Como si un cambio arbitrario en el calendario interrumpiera el continuum temporal al que estamos sometidos y, de la noche a la mañana -literalmente-, fuese inaugurada una realidad distinta, nueva; como si los que nos vamos a dormir el 31 de diciembre pudiéramos despertar el 01 de enero siendo radicalmente diferentes, siendo otros (por supuesto, no me refiero aquí al logos heraclitéano que sugiere que estamos en un cambio constante y que por ende nunca somos los mismos). Y está bien que sea así. Pensar de ese modo nos ilusiona y en cierto modo nos sosiega las ansiedades.
Nada tengo en contra de eso. En todo caso, mi problema está en lo caprichoso de la fecha. ¿Acaso no tiene la misma validez llevar a cabo este tipo de balances y promesas, por decir algo, el 13 de febrero o el 25 de abril? Aunque, como quiera que sea, hoy frente al final de un año que ha sido bien-sabe-qué-modo, que comenzó mal, se puso peor y terminó siendo fatídico, para el olvido, la idea de pensar el futuro nos resulta sumamente relevante.
¿Por qué? Porque no sé tú, pero yo, conforme me he hecho más viejo y menos sabio he caído en la cuenta de que los seres humanos somos poco más que bípedos deseantes arrojados irremediablemente a la muerte. En este sentido, entre el nacimiento y la tumba solemos aferrarnos con todo lo que tenemos a la posibilidad de que las cosas cambien mágicamente (i. e. vía deus ex machina); de que algo, en algún momento, nos salga bien, porque… ¿qué nos queda si perdemos la esperanza?

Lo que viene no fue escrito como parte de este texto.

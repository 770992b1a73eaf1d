//! # RR-Tree - Buffered Updates for a Disk R-Tree
//!
//! This crate provides a disk-resident R-Tree whose insertions and
//! deletions are deferred in an in-memory update buffer instead of
//! restructuring the tree on every write.
//!
//! ## Features
//!
//! - **Update Buffer**: pending operations indexed by their bounding box
//! - **Piggybacking**: queries merge fitting buffered operations into the
//!   leaves they visit anyway, within leaf capacity
//! - **Grouped Flushes**: a full buffer is applied in one descent, with
//!   operations partitioned per subtree by a configurable grouping strategy
//! - **Disk-Based Storage**: checksummed pages loaded on demand through an
//!   LRU cache
//! - **Consistent Reads**: queries always reflect buffered operations
//!
//! ## Quick Start
//!
//! ```rust,no_run
//! use rrtree::{BoundingBox, GroupingStrategy, RRTree, RRTreeConfig};
//!
//! # fn main() -> Result<(), Box<dyn std::error::Error>> {
//! let config = RRTreeConfig::new()
//!     .with_buffer_capacity(512)
//!     .with_grouping_strategy(GroupingStrategy::Trivial)
//!     .with_epsilon(0.5);
//! let tree = RRTree::create("roads.rrtree", config)?;
//!
//! tree.insert(BoundingBox::new(0.0, 0.0, 10.0, 10.0), 1)?;
//! tree.delete(BoundingBox::new(0.0, 0.0, 10.0, 10.0), 1)?;
//!
//! let query = BoundingBox::new(5.0, 5.0, 15.0, 15.0);
//! assert!(tree.find_intersecting_keys(&query)?.is_empty());
//! tree.close()?;
//! # Ok(())
//! # }
//! ```

pub mod bounding_box;
pub mod buffer;
pub mod config;
pub mod disk_rtree;
pub mod errors;
pub mod rr_tree;
pub mod spatial_index;

pub use bounding_box::BoundingBox;
pub use buffer::{
    BufferOutcome, GroupingStrategy, LeafNodeModifier, LogTracer, NoopTracer, ObjectTracer,
    OperationEntry, OperationGroupMaker, OperationKind, PiggybackStatistics, PiggybackingInfo,
    SpatialItem, UpdateBuffer,
};
pub use config::{NodeCapacity, RRTreeConfig};
pub use disk_rtree::{DiskRTree, FlushReport, IntegrityReport, LeafEntry, SearchMode, TreeStats};
pub use errors::{RRTreeError, RRTreeResult};
pub use rr_tree::{RRTree, RRTreeStats};
pub use spatial_index::SpatialIndex;
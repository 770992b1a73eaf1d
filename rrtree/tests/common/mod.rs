use std::path::{Path, PathBuf};
use std::sync::Arc;

use rrtree::{NodeCapacity, RRTree, RRTreeConfig, RRTreeResult};
use tempfile::TempDir;

/// A tree in its own temporary directory.
#[derive(Clone)]
pub struct TestContext {
    dir: Arc<TempDir>,
    tree: Arc<RRTree>,
}

impl TestContext {
    pub fn tree(&self) -> &RRTree {
        &self.tree
    }

    pub fn path(&self) -> PathBuf {
        tree_path(self.dir.path())
    }
}

fn tree_path(dir: &Path) -> PathBuf {
    dir.join("test.rrtree")
}

/// Small nodes so that modest data sets build multi-level trees.
pub fn small_config() -> RRTreeConfig {
    RRTreeConfig::new()
        .with_node_capacity(NodeCapacity::new(4, 2, 4))
        .with_buffer_capacity(32)
        .with_cache_pages(16)
}

pub fn create_test_context(config: RRTreeConfig) -> RRTreeResult<TestContext> {
    let _ = env_logger::builder().is_test(true).try_init();
    let dir = tempfile::tempdir()?;
    let tree = RRTree::create(tree_path(dir.path()), config)?;
    Ok(TestContext {
        dir: Arc::new(dir),
        tree: Arc::new(tree),
    })
}

pub fn cleanup(ctx: TestContext) -> RRTreeResult<()> {
    ctx.tree().close()
}

pub fn run_test<B, T, A>(before: B, test: T, after: A)
where
    B: Fn() -> RRTreeResult<TestContext>,
    T: Fn(TestContext) -> RRTreeResult<()>,
    A: Fn(TestContext) -> RRTreeResult<()>,
{
    let ctx = match before() {
        Ok(ctx) => ctx,
        Err(e) => panic!("Before run failed: {:?}", e),
    };
    if let Err(e) = test(ctx.clone()) {
        panic!("Test failed: {:?}", e);
    }
    if let Err(e) = after(ctx) {
        panic!("After run failed: {:?}", e);
    }
}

Debo confesarte que caí en la tentación y comencé a escribir estas líneas, precisamente, con la idea de ofrecer un balance de mi experiencia acerca del 2020. Iba a platicar -con lujo de detalles- de lo bueno, lo malo y lo nefasto de estos meses. Pero al ver lo que llevaba redactado decidí borrarlo todo y posponer esa reflexión para algún momento del año entrante.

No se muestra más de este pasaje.